> Task directions
Write out each record again exactly as it stands.

> Records provided
———
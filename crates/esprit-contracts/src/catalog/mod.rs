pub mod entity;
pub mod normalize;
pub mod nullable;
pub mod store;

pub use entity::{
    Appearance, Attributes, Entity, EntityType, Extensions, Identity, Origin, PromptVariant,
    Relations, Rendering, Story, DEFAULT_STYLE,
};
pub use normalize::{normalize_catalog, normalize_entity, NormalizeReport};
pub use nullable::Nullable;
pub use store::{parse_entities, write_atomic, CatalogPersistence, JsonCatalogStore};
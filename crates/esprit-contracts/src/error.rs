use std::path::PathBuf;

use thiserror::Error;

#[derive(Debug, Error)]
pub enum CatalogError {
    #[error("catalog not found at {}", .0.display())]
    NotFound(PathBuf),

    #[error("catalog malformed at {}: {reason}", .record.as_deref().unwrap_or("document"))]
    Malformed {
        record: Option<String>,
        reason: String,
    },

    #[error("catalog io error: {0}")]
    Io(#[from] std::io::Error),

    #[error("catalog serialization error: {0}")]
    Serialize(#[from] serde_json::Error),
}

pub type CatalogResult<T> = std::result::Result<T, CatalogError>;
———
> Result
filename crates/esprit-contracts/src/catalog/mod.rs
pub mod entity;
pub mod normalize;
pub mod nullable;
pub mod store;

pub use entity::{
    Appearance, Attributes, Entity, EntityType, Extensions, Identity, Origin, PromptVariant,
    Relations, Rendering, Story, DEFAULT_STYLE,
};
pub use normalize::{normalize_catalog, normalize_entity, NormalizeReport};
pub use nullable::Nullable;
pub use store::{parse_entities, write_atomic, CatalogPersistence, JsonCatalogStore};
filename crates/esprit-contracts/src/error.rs
use std::path::PathBuf;

use thiserror::Error;

#[derive(Debug, Error)]
pub enum CatalogError {
    #[error("catalog not found at {}", .0.display())]
    NotFound(PathBuf),

    #[error("catalog malformed at {}: {reason}", .record.as_deref().unwrap_or("document"))]
    Malformed {
        record: Option<String>,
        reason: String,
    },

    #[error("catalog io error: {0}")]
    Io(#[from] std::io::Error),

    #[error("catalog serialization error: {0}")]
    Serialize(#[from] serde_json::Error),
}

pub type CatalogResult<T> = std::result::Result<T, CatalogError>;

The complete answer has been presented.